# AIM OF THE EXERCISE:
Only the lines of the data holding the string "display" need to be returned.

# WORKING DATA:
────────────────

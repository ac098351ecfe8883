//! Bootstrap loader against a local HTTP server.
#![cfg(feature = "http")]

use std::sync::atomic::{AtomicUsize, Ordering};
use std::sync::Arc;

use streamtrack::loader::{BootstrapLoader, HttpScriptSource};
use streamtrack::{Error, TrackerConfig};
use tiny_http::{Response, Server};

const SCRIPT: &str = "window.onYouTubeIframeAPIReady && window.onYouTubeIframeAPIReady();";

/// Serve `/iframe_api` (and 404 anything else), counting requests.
fn start_server() -> (String, Arc<AtomicUsize>) {
    let server = Server::http("127.0.0.1:0").unwrap();
    let addr = server.server_addr();
    let hits = Arc::new(AtomicUsize::new(0));
    let counter = hits.clone();
    std::thread::spawn(move || {
        for request in server.incoming_requests() {
            counter.fetch_add(1, Ordering::SeqCst);
            let response = match request.url() {
                "/iframe_api" => Response::from_string(SCRIPT).with_header(
                    "Content-Type: text/javascript"
                        .parse::<tiny_http::Header>()
                        .unwrap(),
                ),
                _ => Response::from_string("Not Found").with_status_code(404),
            };
            let _ = request.respond(response);
        }
    });
    (format!("http://{}", addr), hits)
}

#[tokio::test]
async fn test_load_is_fetched_once() {
    let (base, hits) = start_server();
    let config = TrackerConfig {
        bootstrap_url: format!("{}/iframe_api", base),
        bootstrap_timeout_ms: 5000,
        ..Default::default()
    };
    let loader = BootstrapLoader::from_config(&config).unwrap();

    let (a, b) = tokio::join!(loader.load(), loader.load());
    let a = a.unwrap();
    assert_eq!(a.source, SCRIPT);
    assert_eq!(a, b.unwrap());
    assert!(loader.is_loaded());

    loader.load().await.unwrap();
    assert_eq!(hits.load(Ordering::SeqCst), 1);

    loader.reset();
    assert!(!loader.is_loaded());
    loader.load().await.unwrap();
    assert_eq!(hits.load(Ordering::SeqCst), 2);
}

#[tokio::test]
async fn test_error_status_is_a_bootstrap_error() {
    let (base, _hits) = start_server();
    let source = HttpScriptSource::new(format!("{}/missing.js", base), 5000).unwrap();
    let loader = BootstrapLoader::new(Arc::new(source));
    let err = loader.load().await.unwrap_err();
    match err {
        Error::BootstrapError(msg) => assert!(msg.contains("404"), "unexpected message: {}", msg),
        other => panic!("expected BootstrapError, got {:?}", other),
    }
}
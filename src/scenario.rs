//! Scripted playback scenarios.
//!
//! A scenario is a JSON file describing what a viewer did to the player:
//!
//! ```json
//! {
//!   "video": "https://youtu.be/AJmaVPfyudQ",
//!   "steps": [
//!     { "after_ms": 0,   "state": "playing" },
//!     { "after_ms": 4000, "position": 4, "state": "paused" },
//!     { "after_ms": 500, "state": "buffering" },
//!     { "after_ms": 50,  "position": 95 },
//!     { "after_ms": 400, "state": "playing" }
//!   ]
//! }
//! ```
//!
//! Each step waits `after_ms`, then applies its fields in order: move the
//! playhead, toggle failing reads, emit a state (or raw `code`).

use std::path::Path;
use std::sync::Arc;
use std::time::Duration;

use log::debug;
use serde::Deserialize;

use crate::clock::Clock;
use crate::event::PlayerState;
use crate::event_log::EventLog;
use crate::player::scripted::{ScriptedPlayer, ScriptedPlayerFactory};
use crate::session::PlayerSession;
use crate::video_id::{resolve_video_id, VideoId};
use crate::{Error, Result, TrackerConfig};

#[derive(Debug, Clone, PartialEq, Deserialize)]
#[serde(deny_unknown_fields)]
pub struct ScenarioStep {
    #[serde(default)]
    pub after_ms: u64,
    /// New playhead position, applied before any state change
    pub position: Option<f64>,
    pub state: Option<PlayerState>,
    /// Raw state code, for codes outside the tracked three
    pub code: Option<i32>,
    pub fail_reads: Option<bool>,
}

#[derive(Debug, Clone, PartialEq, Deserialize)]
#[serde(deny_unknown_fields)]
pub struct Scenario {
    /// Video id or any URL form the URL box accepts
    pub video: Option<String>,
    pub steps: Vec<ScenarioStep>,
}

impl Scenario {
    pub fn from_json_str(s: &str) -> Result<Self> {
        let scenario: Scenario = serde_json::from_str(s)?;
        for (i, step) in scenario.steps.iter().enumerate() {
            if step.state.is_some() && step.code.is_some() {
                return Err(Error::ScenarioError(format!(
                    "step {} sets both `state` and `code`",
                    i
                )));
            }
        }
        Ok(scenario)
    }

    pub fn from_path(path: impl AsRef<Path>) -> Result<Self> {
        let text = std::fs::read_to_string(path.as_ref())?;
        Self::from_json_str(&text)
    }

    /// The video to play, falling back to the configured default.
    pub fn video_id(&self, config: &TrackerConfig) -> Result<VideoId> {
        let input = self.video.as_deref().unwrap_or(&config.default_video_id);
        resolve_video_id(input).ok_or_else(|| Error::InvalidVideoId(input.to_string()))
    }

    /// Drive a player through every step.
    pub async fn play(&self, player: &ScriptedPlayer) {
        for (i, step) in self.steps.iter().enumerate() {
            if step.after_ms > 0 {
                tokio::time::sleep(Duration::from_millis(step.after_ms)).await;
            }
            debug!("scenario step {}: {:?}", i, step);
            if let Some(p) = step.position {
                player.set_position(p);
            }
            if let Some(f) = step.fail_reads {
                player.set_failing_reads(f);
            }
            if let Some(state) = step.state {
                player.emit(state);
            } else if let Some(code) = step.code {
                player.emit_code(code);
            }
            // Let the session handle the signal before the next step.
            tokio::task::yield_now().await;
        }
    }

    /// Replay the scenario through a real session and return its log.
    ///
    /// After the last step the session is kept alive for twice the
    /// verification delay so a pending check can still land.
    pub async fn run(&self, config: &TrackerConfig, clock: Arc<dyn Clock>) -> Result<EventLog> {
        let video = self.video_id(config)?;
        let factory = ScriptedPlayerFactory::with_codes(config.state_codes);
        let log = EventLog::new();
        let session = PlayerSession::start_with_clock(
            &factory,
            &"scenario".into(),
            video,
            config,
            log.clone(),
            clock,
        )?;
        let player = factory
            .last()
            .ok_or_else(|| Error::PlayerError("scripted factory created no player".into()))?;

        self.play(&player).await;
        tokio::time::sleep(Duration::from_millis(config.verification_delay_ms * 2)).await;
        session.end_and_wait().await;
        Ok(log)
    }
}
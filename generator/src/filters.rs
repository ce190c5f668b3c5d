//! Template filters.
//!
//! Each filter is a plain function. [`apply`] looks string filters up by the
//! name templates use for them.

use std::{fs, path::Path, sync::LazyLock};

use anyhow::Context as _;
use chrono::{DateTime, NaiveDate, SecondsFormat, Utc};

use crate::{css, transform};

/// Names accepted by [`apply`].
pub const NAMES: [&str; 7] = [
    "cacheBust",
    "readFile",
    "toRelativeFromRoot",
    "readableDate",
    "htmlDateString",
    "isoDate",
    "cssmin",
];

static BUILD_TIME: LazyLock<DateTime<Utc>> = LazyLock::new(Utc::now);

/// Run the filter called `name` on a string value. `root` is the directory
/// `readFile` paths start from.
pub fn apply(root: &Path, name: &str, value: &str) -> anyhow::Result<String> {
    match name {
        "cacheBust" => Ok(cache_bust()),
        "readFile" => read_file(root, value),
        "toRelativeFromRoot" => Ok(to_relative_from_root(value).to_string()),
        "readableDate" => Ok(readable_date(parse_date(value)?)),
        "htmlDateString" => Ok(html_date_string(parse_date(value)?)),
        "isoDate" => Ok(iso_date(parse_date(value)?)),
        "cssmin" => Ok(css_min(value)),
        _ => Err(anyhow::anyhow!(
            "unknown filter `{}`, expected one of: {}",
            name,
            NAMES.join(", ")
        )),
    }
}

/// Build time as milliseconds since the epoch. Taken on first use, then the
/// same value for every call in one process.
pub fn cache_bust() -> String {
    BUILD_TIME.timestamp_millis().to_string()
}

/// Contents of `path`, relative to `root`.
pub fn read_file(root: &Path, path: impl AsRef<Path>) -> anyhow::Result<String> {
    let path = root.join(path);
    fs::read_to_string(&path).with_context(|| format!("failed to read {}", path.display()))
}

/// `/css/a.css` -> `css/a.css`. Other URLs are returned as they are.
pub fn to_relative_from_root(url: &str) -> &str {
    transform::relative_from_root(url).unwrap_or(url)
}

/// `2024-03-05` -> `05 Mar 2024`
pub fn readable_date(date: DateTime<Utc>) -> String {
    date.format("%d %b %Y").to_string()
}

/// `<time datetime="...">` value: `2024-03-05`
pub fn html_date_string(date: DateTime<Utc>) -> String {
    date.format("%Y-%m-%d").to_string()
}

/// `2024-03-05T00:00:00.000Z`
pub fn iso_date(date: DateTime<Utc>) -> String {
    date.to_rfc3339_opts(SecondsFormat::Millis, true)
}

pub fn css_min(code: &str) -> String {
    css::minify_css(code).into_owned()
}

/// First `n` items, or the last `-n` items when `n` is negative.
pub fn head<T>(items: &[T], n: isize) -> &[T] {
    let count = n.unsigned_abs().min(items.len());
    if n < 0 {
        &items[items.len() - count..]
    } else {
        &items[..count]
    }
}

/// Accepts `YYYY-MM-DD` (midnight UTC) or RFC 3339.
pub fn parse_date(value: &str) -> anyhow::Result<DateTime<Utc>> {
    let value = value.trim();

    if let Ok(date) = NaiveDate::parse_from_str(value, "%Y-%m-%d") {
        let midnight = date.and_hms_opt(0, 0, 0).context("midnight is a valid time")?;
        return Ok(midnight.and_utc());
    }

    DateTime::parse_from_rfc3339(value)
        .map(|date| date.to_utc())
        .with_context(|| format!("`{}` is neither YYYY-MM-DD nor an RFC 3339 date", value))
}
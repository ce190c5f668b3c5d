use std::borrow::Cow;

use super::Transform;
use crate::html::{self, Tag};

const LOADING_LAZY: &str = r#" loading="lazy""#;
const DECODING_ASYNC: &str = r#" decoding="async""#;

/// Adds `loading="lazy"` to `<img>` and `<iframe>` tags, and `decoding="async"`
/// to `<img>` tags.
///
/// A tag that already declares `loading` is left exactly as written. That is
/// how a page opts its largest image out, with `loading="eager"`.
pub struct LazyMedia;

impl Transform for LazyMedia {
    fn name(&self) -> &'static str {
        "lazy-media"
    }

    fn apply<'a>(&self, markup: &'a str) -> Cow<'a, str> {
        html::rewrite_tags(markup, |tag| {
            if tag.has_attribute("loading") {
                return None;
            }

            if tag.is("img") {
                Some(lazy_img(tag))
            } else if tag.is("iframe") {
                Some(lazy_iframe(tag))
            } else {
                None
            }
        })
    }
}

/// `<img src="a.png">` -> `<img loading="lazy" decoding="async" src="a.png" />`
fn lazy_img(tag: &Tag<'_>) -> String {
    let attrs = tag.attrs_without_solidus();

    let mut out =
        String::with_capacity(tag.raw().len() + LOADING_LAZY.len() + DECODING_ASYNC.len() + 3);
    out.push('<');
    out.push_str(tag.name());
    out.push_str(LOADING_LAZY);
    if !tag.has_attribute("decoding") {
        out.push_str(DECODING_ASYNC);
    }
    out.push_str(attrs);
    out.push_str(" />");
    out
}

/// `<iframe src="a">` -> `<iframe loading="lazy" src="a">`
fn lazy_iframe(tag: &Tag<'_>) -> String {
    format!("<{}{}{}>", tag.name(), LOADING_LAZY, tag.attrs())
}
use std::{fs, path::Path};

use anyhow::Context as _;

use crate::config::Passthrough;

/// Copy every passthrough entry from `in_dir` to `out_dir`.
/// Returns the number of files copied. Missing sources are skipped.
pub fn copy_all(
    entries: &[Passthrough],
    in_dir: impl AsRef<Path>,
    out_dir: impl AsRef<Path>,
) -> anyhow::Result<usize> {
    let in_dir = in_dir.as_ref();
    let out_dir = out_dir.as_ref();

    let mut copied = 0;

    for entry in entries {
        let src = in_dir.join(entry.from());
        let dst = out_dir.join(entry.to());

        if !src.try_exists()? {
            log::warn!("passthrough source not found, skip: {}", src.display());
            continue;
        }

        log::info!("copy: {} -> {}", entry.from().display(), entry.to().display());

        let res = if src.is_dir() {
            copy_dir(&src, &dst)
        } else {
            copy_file(&src, &dst)
        };
        copied += res.with_context(|| format!("failed to copy {}", src.display()))?;
    }

    Ok(copied)
}

fn copy_dir(source_dir: &Path, dest_dir: &Path) -> std::io::Result<usize> {
    let mut copied = 0;

    for entry in fs::read_dir(source_dir)? {
        let entry = entry?;
        let ty = entry.file_type()?;

        if ty.is_dir() {
            copied += copy_dir(&entry.path(), &dest_dir.join(entry.file_name()))?;
        } else {
            copied += copy_file(&entry.path(), &dest_dir.join(entry.file_name()))?;
        }
    }

    Ok(copied)
}

fn copy_file(src: &Path, dst: &Path) -> std::io::Result<usize> {
    // only create dir when needed
    if let Some(parent) = dst.parent() {
        fs::create_dir_all(parent)?;
    }
    fs::copy(src, dst)?;
    Ok(1)
}
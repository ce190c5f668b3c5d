//! Start-tag scanner for rewriting emitted markup.
//!
//! This is not an HTML parser. It finds start tags with their attribute lists
//! and lets a caller replace the tag text. Comments and the contents of
//! raw-text elements are skipped so tag-like text inside them is never touched.

use std::{borrow::Cow, ops::Range, sync::LazyLock};

use regex::Regex;

/// Elements whose content is text, not markup.
const RAW_TEXT_ELEMENTS: [&str; 4] = ["script", "style", "textarea", "title"];

/// Quoted attribute values may contain `>`.
const ATTRS: &str = r#"(?:[^>"']|"[^"]*"|'[^']*')*"#;

static MARKUP_RE: LazyLock<Regex> = LazyLock::new(|| {
    let mut pattern = String::from(r"(?is)<!--.*?(?:-->|\z)");
    for name in RAW_TEXT_ELEMENTS {
        pattern.push_str(&format!(
            r"|<{name}(?:[\s/]{ATTRS})?>.*?(?:</{name}\s*>|\z)"
        ));
    }
    pattern.push_str(&format!(
        r"|<(?P<name>[a-z][a-z0-9-]*)(?P<attrs>(?:[\s/]{ATTRS})?)>"
    ));
    Regex::new(&pattern).expect("markup pattern is valid")
});

static ATTR_RE: LazyLock<Regex> = LazyLock::new(|| {
    Regex::new(
        r#"(?P<name>[^\s"'<>/=]+)(?:\s*=\s*(?:"(?P<dq>[^"]*)"|'(?P<sq>[^']*)'|(?P<uq>[^\s"'=<>`]+)))?"#,
    )
    .expect("attribute pattern is valid")
});

/// A start tag found in the markup.
#[derive(Debug, Clone, Copy)]
pub struct Tag<'a> {
    raw: &'a str,
    name: &'a str,
    attrs: &'a str,
    /// Byte offset of `attrs` inside `raw`.
    attrs_offset: usize,
}

#[derive(Debug, Clone)]
pub struct Attribute<'a> {
    pub name: &'a str,
    pub value: Option<&'a str>,
    /// Span of the value (without quotes) inside the tag's raw text.
    pub value_span: Option<Range<usize>>,
}

impl<'a> Tag<'a> {
    /// The full tag text, `<` through `>`.
    pub fn raw(&self) -> &'a str {
        self.raw
    }

    /// The tag name as written in the source.
    pub fn name(&self) -> &'a str {
        self.name
    }

    /// Everything between the tag name and the closing `>`.
    pub fn attrs(&self) -> &'a str {
        self.attrs
    }

    pub fn is(&self, name: &str) -> bool {
        self.name.eq_ignore_ascii_case(name)
    }

    pub fn is_self_closing(&self) -> bool {
        self.attrs_without_solidus().len() != self.attrs.trim_end().len()
    }

    /// The attribute list with trailing whitespace and a self-closing `/` removed.
    ///
    /// A `/` that ends an unquoted value (`src=/a/`) belongs to the value and is kept.
    pub fn attrs_without_solidus(&self) -> &'a str {
        let trimmed = self.attrs.trim_end();
        let Some(rest) = trimmed.strip_suffix('/') else {
            return trimmed;
        };

        let ends_value = |c: char| c.is_whitespace() || c == '"' || c == '\'';
        if rest.is_empty() || rest.ends_with(ends_value) {
            rest.trim_end()
        } else {
            trimmed
        }
    }

    pub fn attributes(&self) -> impl Iterator<Item = Attribute<'a>> + use<'a> {
        let offset = self.attrs_offset;

        ATTR_RE.captures_iter(self.attrs).filter_map(move |caps| {
            let name = caps.name("name")?.as_str();
            let value = caps
                .name("dq")
                .or_else(|| caps.name("sq"))
                .or_else(|| caps.name("uq"));

            Some(Attribute {
                name,
                value: value.map(|m| m.as_str()),
                value_span: value.map(|m| offset + m.start()..offset + m.end()),
            })
        })
    }

    /// First attribute with the given name, compared case-insensitively.
    pub fn attribute(&self, name: &str) -> Option<Attribute<'a>> {
        self.attributes()
            .find(|attr| attr.name.eq_ignore_ascii_case(name))
    }

    pub fn has_attribute(&self, name: &str) -> bool {
        self.attribute(name).is_some()
    }

    /// The raw tag text with the bytes in `span` replaced.
    pub fn splice(&self, span: Range<usize>, replacement: &str) -> String {
        let mut out = String::with_capacity(self.raw.len() + replacement.len());
        out.push_str(&self.raw[..span.start]);
        out.push_str(replacement);
        out.push_str(&self.raw[span.end..]);
        out
    }
}

/// Calls `rewrite` for every start tag in `markup` and replaces the tag with the
/// returned text. Tags for which `rewrite` returns `None` are left as they are.
///
/// Returns `Cow::Borrowed` when nothing was replaced.
pub fn rewrite_tags<'a, F>(markup: &'a str, mut rewrite: F) -> Cow<'a, str>
where
    F: FnMut(&Tag<'_>) -> Option<String>,
{
    let mut out = String::new();
    let mut last = 0;
    let mut replaced = false;

    for caps in MARKUP_RE.captures_iter(markup) {
        let (Some(name), Some(attrs)) = (caps.name("name"), caps.name("attrs")) else {
            continue;
        };
        let Some(whole) = caps.get(0) else {
            continue;
        };

        let tag = Tag {
            raw: whole.as_str(),
            name: name.as_str(),
            attrs: attrs.as_str(),
            attrs_offset: attrs.start() - whole.start(),
        };

        if let Some(replacement) = rewrite(&tag) {
            out.push_str(&markup[last..whole.start()]);
            out.push_str(&replacement);
            last = whole.end();
            replaced = true;
        }
    }

    if !replaced {
        return Cow::Borrowed(markup);
    }

    out.push_str(&markup[last..]);
    Cow::Owned(out)
}

#[cfg(test)]
mod tests {
    use super::*;

    fn tags(markup: &str) -> Vec<String> {
        let mut names = Vec::new();
        let _ = rewrite_tags(markup, |tag| {
            names.push(tag.name().to_string());
            None
        });
        names
    }

    fn first_tag<T>(markup: &str, f: impl FnOnce(&Tag<'_>) -> T) -> T {
        let mut f = Some(f);
        let mut ret = None;
        let _ = rewrite_tags(markup, |tag| {
            if let Some(f) = f.take() {
                ret = Some(f(tag));
            }
            None
        });
        ret.expect("markup has a tag")
    }

    #[test]
    fn finds_start_tags_only() {
        assert_eq!(
            tags("<!DOCTYPE html><html><body><p>hi</p><br/></body></html>"),
            ["html", "body", "p", "br"]
        );
    }

    #[test]
    fn skips_comments_and_raw_text() {
        let markup = concat!(
            r#"<!-- <img src="a"> -->"#,
            r#"<script>let s = "<img src=b>";</script>"#,
            r#"<style>a::after { content: "<iframe>" }</style>"#,
            r#"<img src="c">"#,
        );
        assert_eq!(tags(markup), ["img"]);
    }

    #[test]
    fn unterminated_comment_runs_to_end() {
        assert!(tags("<p>x</p><!-- <img src=a>").iter().all(|t| t == "p"));
    }

    #[test]
    fn quoted_gt_stays_inside_tag() {
        let attrs = first_tag(r#"<img alt="a > b" src=x.png>"#, |t| t.attrs().to_string());
        assert_eq!(attrs, r#" alt="a > b" src=x.png"#);
    }

    #[test]
    fn name_must_end_at_whitespace_or_solidus() {
        assert!(tags("<img:foo src=a>").is_empty());
        assert_eq!(tags("<img/src=a>"), ["img"]);
    }

    #[test]
    fn attribute_forms() {
        let attrs: Vec<(String, Option<String>)> = first_tag(
            r#"<link REL='stylesheet' href="/a.css" media=print disabled>"#,
            |t| {
                t.attributes()
                    .map(|a| (a.name.to_string(), a.value.map(str::to_string)))
                    .collect()
            },
        );

        assert_eq!(
            attrs,
            [
                ("REL".to_string(), Some("stylesheet".to_string())),
                ("href".to_string(), Some("/a.css".to_string())),
                ("media".to_string(), Some("print".to_string())),
                ("disabled".to_string(), None),
            ]
        );
    }

    #[test]
    fn attribute_lookup_is_case_insensitive_and_exact() {
        first_tag(r#"<img data-loading="x" LOADING=eager>"#, |t| {
            assert_eq!(t.attribute("loading").and_then(|a| a.value), Some("eager"));
            assert!(!t.has_attribute("decoding"));
        });
        first_tag(r#"<img data-loading="x">"#, |t| {
            assert!(!t.has_attribute("loading"));
        });
    }

    #[test]
    fn value_span_points_into_raw() {
        first_tag(r#"<link rel=stylesheet href='/x.css'>"#, |t| {
            let href = t.attribute("href").expect("href");
            let span = href.value_span.expect("span");
            assert_eq!(&t.raw()[span.clone()], "/x.css");
            assert_eq!(t.splice(span, "x.css"), "<link rel=stylesheet href='x.css'>");
        });
    }

    #[test]
    fn strips_self_closing_solidus() {
        first_tag(r#"<img src="a.png" />"#, |t| {
            assert!(t.is_self_closing());
            assert_eq!(t.attrs_without_solidus(), r#" src="a.png""#);
        });
        first_tag("<img src=/a/>", |t| {
            assert!(!t.is_self_closing());
            assert_eq!(t.attrs_without_solidus(), " src=/a/");
        });
        first_tag("<br/>", |t| assert_eq!(t.attrs_without_solidus(), ""));
    }

    #[test]
    fn untouched_markup_is_borrowed() {
        let markup = "<p>nothing</p>";
        assert!(matches!(rewrite_tags(markup, |_| None), Cow::Borrowed(_)));
    }

    #[test]
    fn replaces_only_returned_tags() {
        let out = rewrite_tags("<a><b><a>", |t| t.is("A").then(|| "<x>".to_string()));
        assert_eq!(out, "<x><b><x>");
    }
}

────────────────

# REPLY TO THE TASK:
    fs::read_to_string(&path).with_context(|| format!("failed to read {}", path.display()))
            log::warn!("passthrough source not found, skip: {}", src.display());
        log::info!("copy: {} -> {}", entry.from().display(), entry.to().display());
        copied += res.with_context(|| format!("failed to copy {}", src.display()))?;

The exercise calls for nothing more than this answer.